CONCORD, N.H. (AP) - Lawmakers in New Hampshire on Thursday failed to override Republican Gov. Chris Sununu’s veto of a bill that would have abolished the death penalty but managed to do so with one offering support to the beleaguered biomass industry.
The state Senate Thursday voted 14-10 to overturn the governor’s veto on the death penalty, two votes shy of the 16 needed to override a gubernatorial veto. In the case of bills supporting the biomass industry and net metering, the Senate overrode the vetoes.
New Hampshire’s death penalty applies in only seven scenarios: the killing of an on-duty law enforcement officer or judge, murder for hire, murder during a rape, certain drug offenses or home invasion and murder by someone already serving a life sentence without parole. The state hasn’t executed anyone since 1939, and the repeal bill would not have applied retroactively to Michael Addison, who killed Manchester Officer Michael Briggs and is the state’s only death row inmate.
Death penalty opponents argued that courts might have interpreted it differently, however. Others argued that imposing the death penalty doesn’t give victims the closure that repeal advocates assume it would.
But Sununu, with widespread support from police, vetoed the bill and argued that he had an obligation to support law enforcement and deliver justice for victims.
Two Democrats from Manchester, Sens. Kevin Cavanaugh and Lou D’Allesandro, voted with eight Republicans to uphold the governor’s veto. The other eight Democrats in the chamber joined six Republicans in supporting a veto override.
“It’s a very narrow death penalty. It has been used in this state one time, in 1939. One time,” argued D’Allesandro, in support of upholding Sununu’s veto.
But Republican State Sen. Bob Guida, in urging an override of the veto, claimed that “the death penalty is not a deterrent.”
“An eye for an eye is not what this country is about,” he said.
On the energy front, environmentalists claimed victory in the override of a veto of a bill that provides help to the state’s biomass industry but fell short on net metering in the House. The Senate had easily voted to override both vetoes.
One bill required utilities to purchase power from independent biomass power plants. Sununu said the bill amounted to an immense subsidy for six companies. The second would have expanded net metering, which allows small-system power generators to get credits for electricity they send to the grid. Sununu was concerned that would have increased electricity rates.
The biomass bill had drawn the most attention, with a coalition of loggers, farmers and environmentalist holding a rally earlier this month outside the Statehouse.

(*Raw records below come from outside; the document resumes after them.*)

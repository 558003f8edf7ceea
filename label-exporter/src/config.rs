//! Configuration for the label exporter.

use label_exporter_common::config::{LoggingConfig, ZenohConfig};
use label_exporter_common::keyexpr::{KEY_PREFIX, validate_prefix};
use serde::{Deserialize, Serialize};
use std::path::Path;
use thiserror::Error;

/// Configuration errors.
#[derive(Debug, Error)]
pub enum ConfigError {
    #[error("Failed to read config file: {0}")]
    Io(#[from] std::io::Error),
    #[error("Failed to parse config: {0}")]
    Parse(#[from] json5::Error),
    #[error("Validation error: {0}")]
    Validation(String),
}

/// Paths served by the HTTP server besides the metrics endpoint.
const RESERVED_PATHS: [&str; 3] = ["/", "/health", "/ready"];

/// Complete exporter configuration.
#[derive(Debug, Clone, Default, Serialize, Deserialize)]
pub struct ExporterConfig {
    /// Zenoh connection settings used to reach the event source.
    #[serde(default)]
    pub zenoh: ZenohConfig,

    /// Event source settings.
    #[serde(default)]
    pub source: SourceConfig,

    /// HTTP exposition settings.
    #[serde(default)]
    pub http: HttpConfig,

    /// Which labels and entities are tracked.
    #[serde(default)]
    pub labels: LabelConfig,

    /// Logging configuration.
    #[serde(default)]
    pub logging: LoggingConfig,
}

/// Event source configuration.
#[derive(Debug, Clone, Serialize, Deserialize)]
pub struct SourceConfig {
    /// Key expression prefix the entity events live under (default: "labels").
    #[serde(default = "default_key_prefix")]
    pub key_prefix: String,

    /// Upper bound for consuming the initial listing (seconds).
    #[serde(default = "default_sync_timeout")]
    pub sync_timeout_secs: u64,
}

fn default_key_prefix() -> String {
    KEY_PREFIX.to_string()
}

fn default_sync_timeout() -> u64 {
    60
}

impl Default for SourceConfig {
    fn default() -> Self {
        Self {
            key_prefix: default_key_prefix(),
            sync_timeout_secs: default_sync_timeout(),
        }
    }
}

/// HTTP endpoint configuration.
#[derive(Debug, Clone, Serialize, Deserialize)]
pub struct HttpConfig {
    /// Address to listen on (default: "0.0.0.0:9102").
    #[serde(default = "default_listen")]
    pub listen: String,

    /// Path for metrics endpoint (default: "/metrics").
    #[serde(default = "default_path")]
    pub path: String,
}

fn default_listen() -> String {
    "0.0.0.0:9102".to_string()
}

fn default_path() -> String {
    "/metrics".to_string()
}

impl Default for HttpConfig {
    fn default() -> Self {
        Self {
            listen: default_listen(),
            path: default_path(),
        }
    }
}

/// Label selection configuration.
#[derive(Debug, Clone, PartialEq, Eq, Serialize, Deserialize)]
pub struct LabelConfig {
    /// Only label names containing this substring are exported (default: "le__").
    #[serde(default = "default_label_prefix")]
    pub prefix: String,

    /// Export every label of every entity, ignoring `prefix` and `opt_in_label`.
    #[serde(default)]
    pub expose_all: bool,

    /// Label an entity must carry to be tracked at all (default: "export-labels").
    #[serde(default = "default_opt_in_label")]
    pub opt_in_label: String,

    /// How known label names are cleaned up when an entity goes away.
    #[serde(default)]
    pub cleanup: CleanupStrategy,
}

fn default_label_prefix() -> String {
    "le__".to_string()
}

fn default_opt_in_label() -> String {
    "export-labels".to_string()
}

impl Default for LabelConfig {
    fn default() -> Self {
        Self {
            prefix: default_label_prefix(),
            expose_all: false,
            opt_in_label: default_opt_in_label(),
            cleanup: CleanupStrategy::default(),
        }
    }
}

/// Known-label cleanup strategy applied on entity removal.
#[derive(Debug, Clone, Copy, Default, PartialEq, Eq, Serialize, Deserialize)]
#[serde(rename_all = "snake_case")]
pub enum CleanupStrategy {
    /// Check every label of the removed entity on its own and purge each
    /// one no remaining entity carries.
    #[default]
    Independent,

    /// Visit the removed entity's labels in order and stop at the first
    /// one still in use; later labels stay known even if orphaned.
    EarlyExit,
}

impl CleanupStrategy {
    /// Name used in logs.
    pub fn as_str(&self) -> &'static str {
        match self {
            CleanupStrategy::Independent => "independent",
            CleanupStrategy::EarlyExit => "early_exit",
        }
    }
}

impl ExporterConfig {
    /// Load configuration from a JSON5 file.
    pub fn load_from_file<P: AsRef<Path>>(path: P) -> Result<Self, ConfigError> {
        let content = std::fs::read_to_string(path)?;
        Self::parse(&content)
    }

    /// Parse configuration from a JSON5 string.
    pub fn parse(content: &str) -> Result<Self, ConfigError> {
        let config: ExporterConfig = json5::from_str(content)?;
        config.validate()?;
        Ok(config)
    }

    /// Validate the configuration.
    pub fn validate(&self) -> Result<(), ConfigError> {
        if self.source.sync_timeout_secs == 0 {
            return Err(ConfigError::Validation(
                "sync_timeout_secs must be > 0".to_string(),
            ));
        }

        validate_prefix(&self.source.key_prefix)
            .map_err(|e| ConfigError::Validation(e.to_string()))?;

        if self.labels.opt_in_label.is_empty() {
            return Err(ConfigError::Validation(
                "opt_in_label must not be empty".to_string(),
            ));
        }

        if self.http.listen.parse::<std::net::SocketAddr>().is_err() {
            return Err(ConfigError::Validation(format!(
                "Invalid listen address: {}",
                self.http.listen
            )));
        }

        if !self.http.path.starts_with('/') {
            return Err(ConfigError::Validation(
                "Metrics path must start with /".to_string(),
            ));
        }

        if RESERVED_PATHS.contains(&self.http.path.as_str()) {
            return Err(ConfigError::Validation(format!(
                "Metrics path {} is reserved",
                self.http.path
            )));
        }

        Ok(())
    }
}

The group argued that the veto hurt the state’s economy, especially the biomass industry and forestry-related businesses which send wood to those plants. They estimated plant closings could cost 1,000 jobs and eliminate 100 megawatts of energy.
“We know this is good for energy policy and we know this is good for economic policy. We know this locally produced energy, dependable, renewable,” Democratic State Sen. Jeff Woodburn said during the veto debate.
“We also know that in my part of the state and other parts of the state as well that this is an industry that is the straw the stirs the drink of the North Country economy,” he added. “This is not about an industry or protecting or promoting or propping up. It’s about the people who do the work. The dirty, grinding, hard, backbreaking work.”
Sununu responded to the veto override by saying the fight had nothing to do with saving timber and logging jobs.
“I think 1.3 million people in this state should be disappointed with the override of that bill. This was never about biomass,” he said. “This was always about the ratepayer. Putting the ratepayer first and having leadership in the Statehouse that actually believes that we have to start lowering these rates for the elderly, those on fixed income, low income families. That’s exactly what my veto was hoping to achieve.”